Report how many lines in the records below hold the word "PollReport". Add nothing to the number.

── DATA TO USE

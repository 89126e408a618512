//! Cancellable payment status polling.
//!
//! After checkout the provider (card or mobile money) settles asynchronously,
//! so the frontend asks the backend for the payment's status until it is
//! terminal or the attempt budget runs out.
//!
//! # Session lifecycle
//!
//! ```text
//! PENDING(attempt=0) --initial_delay--> check --interval--> check ...
//!         |                               |
//!         |                               +--> SUCCESSFUL | FAILED | CANCELLED
//!         |                               +--> TIMED_OUT (attempt == max_attempts, still pending)
//!         +--> cancel() at any point: no further checks, wait() returns Cancelled
//! ```
//!
//! Checks within one session are strictly sequential. Independent sessions
//! (one per reference) run as separate tasks and share nothing but the
//! [`StatusSource`].
//!
//! # Failed checks
//!
//! A check that fails (transport error, non-2xx, undecodable body) is logged
//! and **consumes an attempt**. The next check waits for the normal interval,
//! so a session always ends after at most `max_attempts` checks.
//!
//! # Example
//!
//! ```ignore
//! let poller = PaymentStatusPoller::new(Arc::new(client));
//! let handle = poller.spawn("TT-5F2A91", PollOptions::default())?;
//!
//! match handle.wait().await {
//!     Ok(report) => println!("{}", report.message),
//!     Err(PaymentError::Cancelled(_)) => {},
//!     Err(err) => return Err(err.into()),
//! }
//! ```

use crate::error::{PaymentError, Result};
use crate::status::{PaymentPollState, PaymentStatus, PollOutcome, PollReport};
use chrono::Utc;
use futures::future::BoxFuture;
use std::sync::Arc;
use std::time::Duration;
use tokio::sync::watch;
use tokio::task::JoinHandle;

/// Where the poller reads payment status from.
///
/// Implemented by [`crate::client::CheckoutClient`] for the REST backend and by
/// scripted sources in tests.
pub trait StatusSource: Send + Sync {
    /// Fetch the current status of `reference`
    ///
    /// # Errors
    ///
    /// Returns an error if the status could not be retrieved.
    fn fetch_status<'a>(&'a self, reference: &'a str) -> BoxFuture<'a, Result<PaymentStatus>>;
}

impl<S: StatusSource + ?Sized> StatusSource for Arc<S> {
    fn fetch_status<'a>(&'a self, reference: &'a str) -> BoxFuture<'a, Result<PaymentStatus>> {
        (**self).fetch_status(reference)
    }
}

/// Poll session timing and budget.
///
/// # Default Values
///
/// - `max_attempts`: 20
/// - `interval`: 3 seconds
/// - `initial_delay`: 2 seconds
#[derive(Debug, Clone, Copy, PartialEq, Eq)]
pub struct PollOptions {
    /// Maximum number of status checks
    pub max_attempts: u32,
    /// Wait between consecutive checks
    pub interval: Duration,
    /// Wait before the first check
    pub initial_delay: Duration,
}

impl Default for PollOptions {
    fn default() -> Self {
        Self {
            max_attempts: 20,
            interval: Duration::from_secs(3),
            initial_delay: Duration::from_secs(2),
        }
    }
}

impl PollOptions {
    /// Create a new options builder.
    #[must_use]
    pub fn builder() -> PollOptionsBuilder {
        PollOptionsBuilder {
            options: Self::default(),
        }
    }

    /// Upper bound on the time a session spends waiting between checks.
    ///
    /// Saturates at [`Duration::MAX`].
    #[must_use]
    pub fn max_wait(&self) -> Duration {
        self.interval
            .checked_mul(self.max_attempts.saturating_sub(1))
            .and_then(|waits| waits.checked_add(self.initial_delay))
            .unwrap_or(Duration::MAX)
    }

    fn validate(&self) -> Result<()> {
        if self.max_attempts == 0 {
            return Err(PaymentError::InvalidArgument(
                "max_attempts must be at least 1".to_string(),
            ));
        }
        Ok(())
    }
}

/// Builder for [`PollOptions`].
#[derive(Debug, Clone)]
pub struct PollOptionsBuilder {
    options: PollOptions,
}

impl PollOptionsBuilder {
    /// Set the maximum number of status checks.
    #[must_use]
    pub const fn max_attempts(mut self, max_attempts: u32) -> Self {
        self.options.max_attempts = max_attempts;
        self
    }

    /// Set the wait between checks.
    #[must_use]
    pub const fn interval(mut self, interval: Duration) -> Self {
        self.options.interval = interval;
        self
    }

    /// Set the wait before the first check.
    #[must_use]
    pub const fn initial_delay(mut self, delay: Duration) -> Self {
        self.options.initial_delay = delay;
        self
    }

    /// Build the [`PollOptions`].
    #[must_use]
    pub const fn build(self) -> PollOptions {
        self.options
    }
}

/// Cancellation signal shared between a session and its owner.
///
/// Cloning yields another handle to the same signal. Once cancelled it stays
/// cancelled.
#[derive(Debug, Clone)]
pub struct CancelToken {
    signal: Arc<watch::Sender<bool>>,
}

impl Default for CancelToken {
    fn default() -> Self {
        Self::new()
    }
}

impl CancelToken {
    /// Create an untriggered token
    #[must_use]
    pub fn new() -> Self {
        let (signal, _) = watch::channel(false);
        Self {
            signal: Arc::new(signal),
        }
    }

    /// Trigger cancellation
    pub fn cancel(&self) {
        self.signal.send_replace(true);
    }

    /// Whether cancellation has been triggered
    #[must_use]
    pub fn is_cancelled(&self) -> bool {
        *self.signal.borrow()
    }

    /// Resolves once cancellation is triggered
    pub async fn cancelled(&self) {
        let mut receiver = self.signal.subscribe();
        loop {
            if *receiver.borrow_and_update() {
                return;
            }
            // The sender lives in `self`, so `changed` cannot fail while we hold it
            if receiver.changed().await.is_err() {
                return;
            }
        }
    }
}

/// Runs payment status poll sessions against a [`StatusSource`]
#[derive(Clone)]
pub struct PaymentStatusPoller {
    source: Arc<dyn StatusSource>,
}

impl std::fmt::Debug for PaymentStatusPoller {
    fn fmt(&self, f: &mut std::fmt::Formatter<'_>) -> std::fmt::Result {
        f.debug_struct("PaymentStatusPoller").finish_non_exhaustive()
    }
}

impl PaymentStatusPoller {
    /// Create a poller reading from `source`
    #[must_use]
    pub fn new(source: Arc<dyn StatusSource>) -> Self {
        Self { source }
    }

    /// Start a poll session on the current Tokio runtime.
    ///
    /// # Errors
    ///
    /// Returns [`PaymentError::InvalidArgument`] if `reference` is blank or
    /// `options.max_attempts` is zero.
    ///
    /// # Panics
    ///
    /// Panics if called outside a Tokio runtime.
    pub fn spawn(&self, reference: impl Into<String>, options: PollOptions) -> Result<PollHandle> {
        let reference = reference.into();
        validate_reference(&reference)?;
        options.validate()?;

        let cancel = CancelToken::new();
        let (progress, state) = watch::channel(PaymentPollState::new(&reference, options.max_attempts));

        let task = tokio::spawn({
            let source = Arc::clone(&self.source);
            let reference = reference.clone();
            let cancel = cancel.clone();
            async move { run_session(source.as_ref(), &reference, &options, &cancel, &progress).await }
        });

        tracing::debug!(reference = %reference, max_attempts = options.max_attempts, "Poll session started");

        Ok(PollHandle {
            reference,
            cancel,
            state,
            task: Some(task),
        })
    }

    /// Start a poll session and deliver its result to `callback`.
    ///
    /// The returned token cancels the session; a cancelled session still
    /// invokes `callback` with [`PaymentError::Cancelled`].
    ///
    /// # Errors
    ///
    /// Same as [`PaymentStatusPoller::spawn`].
    ///
    /// # Panics
    ///
    /// Panics if called outside a Tokio runtime.
    pub fn spawn_with_callback<F>(
        &self,
        reference: impl Into<String>,
        options: PollOptions,
        callback: F,
    ) -> Result<CancelToken>
    where
        F: FnOnce(Result<PollReport>) + Send + 'static,
    {
        let handle = self.spawn(reference, options)?;
        let cancel = handle.cancel_token();
        tokio::spawn(async move { callback(handle.wait().await) });
        Ok(cancel)
    }

    /// Run a poll session to completion on the calling task.
    ///
    /// # Errors
    ///
    /// Returns [`PaymentError::InvalidArgument`] for a blank reference or zero
    /// attempt budget, and [`PaymentError::Cancelled`] if `cancel` fires first.
    pub async fn poll(
        &self,
        reference: &str,
        options: &PollOptions,
        cancel: &CancelToken,
    ) -> Result<PollReport> {
        validate_reference(reference)?;
        options.validate()?;
        let (progress, _) = watch::channel(PaymentPollState::new(reference, options.max_attempts));
        run_session(self.source.as_ref(), reference, options, cancel, &progress).await
    }
}

/// Owner's handle on a spawned poll session.
///
/// Dropping the handle cancels the session.
#[derive(Debug)]
pub struct PollHandle {
    reference: String,
    cancel: CancelToken,
    state: watch::Receiver<PaymentPollState>,
    task: Option<JoinHandle<Result<PollReport>>>,
}

impl PollHandle {
    /// Payment reference being tracked
    #[must_use]
    pub fn reference(&self) -> &str {
        &self.reference
    }

    /// Stop the session; no check starts after this returns
    pub fn cancel(&self) {
        self.cancel.cancel();
    }

    /// Token that cancels this session
    #[must_use]
    pub fn cancel_token(&self) -> CancelToken {
        self.cancel.clone()
    }

    /// Latest progress snapshot
    #[must_use]
    pub fn state(&self) -> PaymentPollState {
        self.state.borrow().clone()
    }

    /// Receiver notified after every check
    #[must_use]
    pub fn subscribe(&self) -> watch::Receiver<PaymentPollState> {
        self.state.clone()
    }

    /// Whether the session has ended
    #[must_use]
    pub fn is_finished(&self) -> bool {
        self.task.as_ref().is_none_or(JoinHandle::is_finished)
    }

    /// Wait for the terminal report.
    ///
    /// # Errors
    ///
    /// Returns [`PaymentError::Cancelled`] if the session was cancelled before
    /// reaching a terminal state.
    pub async fn wait(mut self) -> Result<PollReport> {
        let Some(task) = self.task.take() else {
            return Err(PaymentError::Cancelled(self.reference.clone()));
        };
        match task.await {
            Ok(result) => result,
            Err(err) if err.is_panic() => std::panic::resume_unwind(err.into_panic()),
            Err(_) => Err(PaymentError::Cancelled(self.reference.clone())),
        }
    }
}

impl Drop for PollHandle {
    fn drop(&mut self) {
        self.cancel.cancel();
    }
}

fn validate_reference(reference: &str) -> Result<()> {
    if reference.trim().is_empty() {
        return Err(PaymentError::InvalidArgument(
            "payment reference must not be empty".to_string(),
        ));
    }
    Ok(())
}

async fn run_session(
    source: &dyn StatusSource,
    reference: &str,
    options: &PollOptions,
    cancel: &CancelToken,
    progress: &watch::Sender<PaymentPollState>,
) -> Result<PollReport> {
    let mut state = PaymentPollState::new(reference, options.max_attempts);
    let mut delay = options.initial_delay;

    loop {
        tokio::select! {
            biased;
            () = cancel.cancelled() => return Err(cancelled(&state)),
            () = tokio::time::sleep(delay) => {},
        }
        if cancel.is_cancelled() {
            return Err(cancelled(&state));
        }

        state.attempt += 1;
        let checked = tokio::select! {
            biased;
            () = cancel.cancelled() => return Err(cancelled(&state)),
            result = source.fetch_status(reference) => result,
        };
        state.last_checked_at = Some(Utc::now());

        match checked {
            Ok(status) => {
                state.status = status;
                tracing::debug!(
                    reference,
                    attempt = state.attempt,
                    status = %status,
                    "Payment status checked"
                );
                if let Some(outcome) = status.terminal_outcome() {
                    progress.send_replace(state.clone());
                    return Ok(finish(&state, outcome));
                }
            },
            Err(err) => {
                tracing::warn!(
                    reference,
                    attempt = state.attempt,
                    max_attempts = state.max_attempts,
                    error = %err,
                    "Payment status check failed, attempt consumed"
                );
            },
        }

        progress.send_replace(state.clone());
        if state.is_exhausted() {
            return Ok(finish(&state, PollOutcome::TimedOut));
        }
        delay = options.interval;
    }
}

fn finish(state: &PaymentPollState, outcome: PollOutcome) -> PollReport {
    tracing::info!(
        reference = %state.reference,
        attempts = state.attempt,
        outcome = %outcome,
        "Poll session finished"
    );
    PollReport::new(&state.reference, outcome, state.attempt)
}

fn cancelled(state: &PaymentPollState) -> PaymentError {
    tracing::info!(
        reference = %state.reference,
        attempts = state.attempt,
        "Poll session cancelled"
    );
    PaymentError::Cancelled(state.reference.clone())
}

#[cfg(test)]
mod tests {
    use super::*;

    #[test]
    fn test_poll_options_builder() {
        let options = PollOptions::builder()
            .max_attempts(5)
            .interval(Duration::from_millis(500))
            .initial_delay(Duration::ZERO)
            .build();

        assert_eq!(options.max_attempts, 5);
        assert_eq!(options.interval, Duration::from_millis(500));
        assert_eq!(options.initial_delay, Duration::ZERO);
        assert_eq!(options.max_wait(), Duration::from_secs(2));
    }

    #[test]
    fn test_default_budget() {
        let options = PollOptions::default();
        assert_eq!(options.max_wait(), Duration::from_secs(2 + 3 * 19));
    }

    #[test]
    fn test_max_wait_saturates() {
        let options = PollOptions::builder()
            .max_attempts(u32::MAX)
            .interval(Duration::MAX)
            .build();
        assert_eq!(options.max_wait(), Duration::MAX);
    }

    #[test]
    fn test_zero_attempts_is_rejected() {
        let options = PollOptions::builder().max_attempts(0).build();
        assert!(matches!(options.validate(), Err(PaymentError::InvalidArgument(_))));
    }

    #[tokio::test]
    async fn test_cancel_token_is_sticky() {
        let token = CancelToken::new();
        let observer = token.clone();
        assert!(!observer.is_cancelled());

        token.cancel();
        observer.cancelled().await;
        assert!(observer.is_cancelled());
    }
}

────

* **REPLY TO THE TASK**
8